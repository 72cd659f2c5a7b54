use std::sync::Arc;

use tokio::sync::watch;

/// A cloneable stop signal shared between the caller and running nodes.
#[derive(Debug, Clone)]
pub struct CancelToken {
  tx: Arc<watch::Sender<bool>>,
}

impl CancelToken {
  pub fn new() -> Self {
    let (tx, _rx) = watch::channel(false);
    Self { tx: Arc::new(tx) }
  }

  pub fn cancel(&self) {
    self.tx.send_replace(true);
  }

  pub fn is_cancelled(&self) -> bool {
    *self.tx.borrow()
  }

  /// Resolves once [`CancelToken::cancel`] has been called.
  pub async fn cancelled(&self) {
    let mut rx = self.tx.subscribe();
    // The sender lives as long as `self`, so this only returns once cancelled.
    let _ = rx.wait_for(|cancelled| *cancelled).await;
  }
}

impl Default for CancelToken {
  fn default() -> Self {
    Self::new()
  }
}
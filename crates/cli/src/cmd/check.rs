//! Implementation of the `kiln check` command.

use std::process::ExitCode;

use anyhow::{Context, Result};
use serde::Serialize;

use kiln_lib::graph::TargetKind;

use super::{RunOptions, load, run_graph};
use crate::output::{print_info, print_json};

/// Run the checks matching `targets`, or every check when empty.
///
/// Builds and standalone environments are never selected here.
pub fn cmd_check(targets: &[String], options: &RunOptions) -> Result<ExitCode> {
  let (config, graph) = load(options)?;
  let selected = graph
    .select(targets, |t| t.kind == TargetKind::Check)
    .context("Failed to select checks")?;
  if selected.targets().is_empty() {
    print_info("No checks declared");
    return Ok(ExitCode::SUCCESS);
  }
  run_graph(config, &selected, options, "check")
}

#[derive(Serialize)]
struct ListedCheck<'a> {
  target: String,
  command: &'a str,
}

/// Print every declared check without evaluating anything.
pub fn cmd_list_checks(options: &RunOptions) -> Result<ExitCode> {
  let config = kiln_lib::config::Config::load(&options.config)
    .with_context(|| format!("Failed to load {}", options.config.display()))?;
  let checks: Vec<ListedCheck> = config
    .declarations
    .list_checks()
    .into_iter()
    .map(|(project, check)| ListedCheck {
      target: format!("{project}.{}", check.name),
      command: &check.command,
    })
    .collect();

  if options.output.is_json() {
    print_json(&checks)?;
  } else if checks.is_empty() {
    print_info("No checks declared");
  } else {
    let width = checks.iter().map(|c| c.target.len()).max().unwrap_or(0);
    for check in &checks {
      println!("{:width$}  {}", check.target, check.command);
    }
  }
  Ok(ExitCode::SUCCESS)
}
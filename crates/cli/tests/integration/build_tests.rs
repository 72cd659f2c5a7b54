use super::common::{TestEnv, target};

const BUILD_CONFIG: &str = r#"{
  "projects": {
    "site": {
      "src": "site",
      "build": "read -r line < index.txt; echo \"built: $line\" > \"$out/index.txt\"",
      "checks": [{ "name": "test", "command": "exit 0" }]
    }
  }
}"#;

#[test]
fn build_publishes_output_and_caches() {
  let env = TestEnv::new(BUILD_CONFIG);
  env.write_file("site/index.txt", "home\n");

  let (code, report) = env.json_report(&["build"]);
  assert_eq!(code, 0, "{report}");
  let site = target(&report, "site");
  assert_eq!(site["status"], "passed");
  assert_eq!(site["kind"], "build");
  assert_eq!(report["targets"].as_array().unwrap().len(), 1, "checks are not selected");

  let builds: Vec<_> = std::fs::read_dir(env.store_path().join("build"))
    .unwrap()
    .filter_map(Result::ok)
    .filter(|e| !e.file_name().to_string_lossy().starts_with('.'))
    .collect();
  assert_eq!(builds.len(), 1);
  let output = std::fs::read_to_string(builds[0].path().join("index.txt")).unwrap();
  assert_eq!(output, "built: home\n");

  let (code, again) = env.json_report(&["build"]);
  assert_eq!(code, 0);
  assert_eq!(target(&again, "site")["status"], "cached");
}

#[test]
fn tampered_output_is_rebuilt() {
  let env = TestEnv::new(BUILD_CONFIG);
  env.write_file("site/index.txt", "home\n");
  env.json_report(&["build"]);

  let build_dir = std::fs::read_dir(env.store_path().join("build"))
    .unwrap()
    .filter_map(Result::ok)
    .find(|e| !e.file_name().to_string_lossy().starts_with('.'))
    .unwrap()
    .path();
  std::fs::write(build_dir.join("index.txt"), "tampered").unwrap();

  let (code, report) = env.json_report(&["build"]);
  assert_eq!(code, 0, "{report}");
  assert_eq!(target(&report, "site")["status"], "passed");
  assert_eq!(
    std::fs::read_to_string(build_dir.join("index.txt")).unwrap(),
    "built: home\n"
  );
}

#[test]
fn failing_build_reports_exit_code() {
  let env = TestEnv::new(r#"{ "projects": { "site": { "src": "site", "build": "exit 7" } } }"#);
  env.write_file("site/index.txt", "home\n");

  let (code, report) = env.json_report(&["build", "site"]);
  assert_eq!(code, 1);
  assert_eq!(target(&report, "site")["exit_code"], 7);
}
mod cmd;
mod output;

use std::path::PathBuf;
use std::process::ExitCode;
use std::time::Duration;

use clap::{Parser, Subcommand};
use tracing_subscriber::EnvFilter;

use kiln_lib::config::CONFIG_ENV;
use kiln_lib::consts::DEFAULT_CONFIG_FILE;

use crate::cmd::RunOptions;
use crate::output::{OutputFormat, print_error};

/// kiln - declarative checks and builds for multi-language repositories
#[derive(Parser)]
#[command(name = "kiln")]
#[command(author, version, about, long_about = None)]
struct Cli {
  /// Declaration file
  #[arg(short, long, global = true, env = CONFIG_ENV, default_value = DEFAULT_CONFIG_FILE)]
  config: PathBuf,

  /// Maximum number of nodes running at once (default: KILN_JOBS or the CPU count)
  #[arg(short, long, global = true)]
  jobs: Option<usize>,

  /// Cancel the run after this long, e.g. "90s" or "5m"
  #[arg(long, global = true, value_parser = humantime::parse_duration)]
  timeout: Option<Duration>,

  /// Output format
  #[arg(short, long, global = true, value_enum, default_value_t = OutputFormat::Text)]
  output: OutputFormat,

  /// Enable verbose output
  #[arg(short, long, global = true)]
  verbose: bool,

  #[command(subcommand)]
  command: Commands,
}

#[derive(Subcommand)]
enum Commands {
  /// Run checks (all of them when no target is given)
  Check {
    /// `project` or `project.check`
    targets: Vec<String>,

    /// List declared checks instead of running them
    #[arg(long)]
    list: bool,
  },

  /// Build projects (all of them when none is given)
  Build {
    projects: Vec<String>,
  },

  /// Show the evaluated graph without running anything
  Plan {
    /// `project`, `project.check` or an environment name
    targets: Vec<String>,
  },

  /// Remove cached results, logs, environments and build outputs
  Clean,
}

fn main() -> ExitCode {
  let cli = Cli::parse();

  let default_level = if cli.verbose { "debug" } else { "warn" };
  tracing_subscriber::fmt()
    .with_env_filter(EnvFilter::try_from_default_env().unwrap_or_else(|_| EnvFilter::new(default_level)))
    .with_writer(std::io::stderr)
    .without_time()
    .init();

  let options = RunOptions {
    config: cli.config,
    jobs: cli.jobs,
    timeout: cli.timeout,
    output: cli.output,
    verbose: cli.verbose,
  };

  let result = match cli.command {
    Commands::Check { targets, list } => {
      if list {
        cmd::cmd_list_checks(&options)
      } else {
        cmd::cmd_check(&targets, &options)
      }
    }
    Commands::Build { projects } => cmd::cmd_build(&projects, &options),
    Commands::Plan { targets } => cmd::cmd_plan(&targets, &options),
    Commands::Clean => cmd::cmd_clean(&options),
  };

  match result {
    Ok(code) => code,
    Err(e) => {
      print_error(&format!("{e:#}"));
      ExitCode::FAILURE
    }
  }
}
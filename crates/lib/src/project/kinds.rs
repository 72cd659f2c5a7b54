//! Project constructors for specific toolchains.

use std::collections::BTreeMap;
use std::path::PathBuf;

use super::{Project, ProjectMeta, ValidationError, mk_project};
use crate::env::Environment;
use crate::package::PackageRef;

pub const DEFAULT_NODE_VERSION: &str = "18";
pub const SUPPORTED_NODE_VERSIONS: &[&str] = &["14", "16", "18", "20", "22"];

pub const DEFAULT_GO_VERSION: &str = "1.20";
pub const SUPPORTED_GO_VERSIONS: &[&str] = &["1.18", "1.19", "1.20", "1.21", "1.22"];

/// Options for [`mk_npm_project`].
#[derive(Debug, Clone)]
pub struct NpmProjectOptions {
  pub description: String,
  pub src: PathBuf,
  pub node_version: Option<String>,
}

impl NpmProjectOptions {
  pub fn new(description: impl Into<String>, src: impl Into<PathBuf>) -> Self {
    Self {
      description: description.into(),
      src: src.into(),
      node_version: None,
    }
  }

  pub fn node_version(mut self, version: impl Into<String>) -> Self {
    self.node_version = Some(version.into());
    self
  }
}

/// Options for [`mk_go_project`].
#[derive(Debug, Clone)]
pub struct GoProjectOptions {
  pub description: String,
  pub src: PathBuf,
  pub go_version: Option<String>,
}

impl GoProjectOptions {
  pub fn new(description: impl Into<String>, src: impl Into<PathBuf>) -> Self {
    Self {
      description: description.into(),
      src: src.into(),
      go_version: None,
    }
  }

  pub fn go_version(mut self, version: impl Into<String>) -> Self {
    self.go_version = Some(version.into());
    self
  }
}

fn pick_version(
  tool: &'static str,
  requested: Option<&str>,
  default: &'static str,
  supported: &[&'static str],
) -> Result<String, ValidationError> {
  let version = requested.unwrap_or(default);
  if !supported.contains(&version) {
    return Err(ValidationError::UnsupportedVersion {
      tool,
      version: version.to_string(),
      supported: supported.to_vec(),
    });
  }
  Ok(version.to_string())
}

fn check_src(src: &std::path::Path) -> Result<(), ValidationError> {
  if src.as_os_str().is_empty() {
    return Err(ValidationError::InvalidOption {
      option: "src",
      message: "source directory must not be empty".to_string(),
    });
  }
  Ok(())
}

/// A Node.js project built with `npm install`.
///
/// The default environment carries `nodejs` at the requested major version.
/// `node_modules` is left out of the source hash.
pub fn mk_npm_project(options: NpmProjectOptions) -> Result<Project, ValidationError> {
  check_src(&options.src)?;
  let version = pick_version(
    "nodejs",
    options.node_version.as_deref(),
    DEFAULT_NODE_VERSION,
    SUPPORTED_NODE_VERSIONS,
  )?;

  let env = Environment::empty()
    .with_dev_tools([PackageRef::versioned("nodejs", version)])
    .with_variable("npm_config_update_notifier", "false");

  let project = mk_project(
    ProjectMeta::new(options.description, options.src).default_environment(env),
    BTreeMap::new(),
  )
  .with_build(r#"export npm_config_cache="$TMPDIR/npm-cache"; npm install && cp -R node_modules "$out/""#)
  .exclude_from_source("node_modules");

  Ok(project)
}

/// A Go module built with `go build`.
///
/// The default environment carries `go` at the requested version. Binaries
/// land in `$out/bin`.
pub fn mk_go_project(options: GoProjectOptions) -> Result<Project, ValidationError> {
  check_src(&options.src)?;
  let version = pick_version(
    "go",
    options.go_version.as_deref(),
    DEFAULT_GO_VERSION,
    SUPPORTED_GO_VERSIONS,
  )?;

  let env = Environment::empty()
    .with_dev_tools([PackageRef::versioned("go", version)])
    .with_variable("CGO_ENABLED", "0");

  let project = mk_project(
    ProjectMeta::new(options.description, options.src).default_environment(env),
    BTreeMap::new(),
  )
  .with_build(r#"export GOCACHE="$TMPDIR/go-cache" GOPATH="$TMPDIR/go"; go build -o "$out/bin/" ./..."#);

  Ok(project)
}
use portal_core::Identity;

/// Result of loading the snapshot - distinguishes "not found" from corruption.
#[derive(Debug, Clone, Default, PartialEq, Eq)]
pub struct LoadResult {
    pub identity: Option<Identity>,
    /// Present if a snapshot exists but could not be parsed
    pub corruption_error: Option<String>,
}

impl LoadResult {
    pub fn empty() -> Self {
        Self::default()
    }

    pub fn found(identity: Identity) -> Self {
        Self {
            identity: Some(identity),
            corruption_error: None,
        }
    }

    pub fn corrupted(message: impl Into<String>) -> Self {
        Self {
            identity: None,
            corruption_error: Some(message.into()),
        }
    }

    pub fn is_corrupted(&self) -> bool {
        self.corruption_error.is_some()
    }
}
┄┄┄┄┄┄┄┄┄┄
Work to complete => Above are the records. Print exactly, and only, the lines from the line with "filename crates/cli/tests/integration/build_tests.rs" to the line with "assert_eq!(builds.len(), 1);", both inclusive.

Exercise result =>
filename crates/cli/tests/integration/build_tests.rs
repository 72cd659f2c5a7b54
use super::common::{TestEnv, target};

const BUILD_CONFIG: &str = r#"{
  "projects": {
    "site": {
      "src": "site",
      "build": "read -r line < index.txt; echo \"built: $line\" > \"$out/index.txt\"",
      "checks": [{ "name": "test", "command": "exit 0" }]
    }
  }
}"#;

#[test]
fn build_publishes_output_and_caches() {
  let env = TestEnv::new(BUILD_CONFIG);
  env.write_file("site/index.txt", "home\n");

  let (code, report) = env.json_report(&["build"]);
  assert_eq!(code, 0, "{report}");
  let site = target(&report, "site");
  assert_eq!(site["status"], "passed");
  assert_eq!(site["kind"], "build");
  assert_eq!(report["targets"].as_array().unwrap().len(), 1, "checks are not selected");

  let builds: Vec<_> = std::fs::read_dir(env.store_path().join("build"))
    .unwrap()
    .filter_map(Result::ok)
    .filter(|e| !e.file_name().to_string_lossy().starts_with('.'))
    .collect();
  assert_eq!(builds.len(), 1);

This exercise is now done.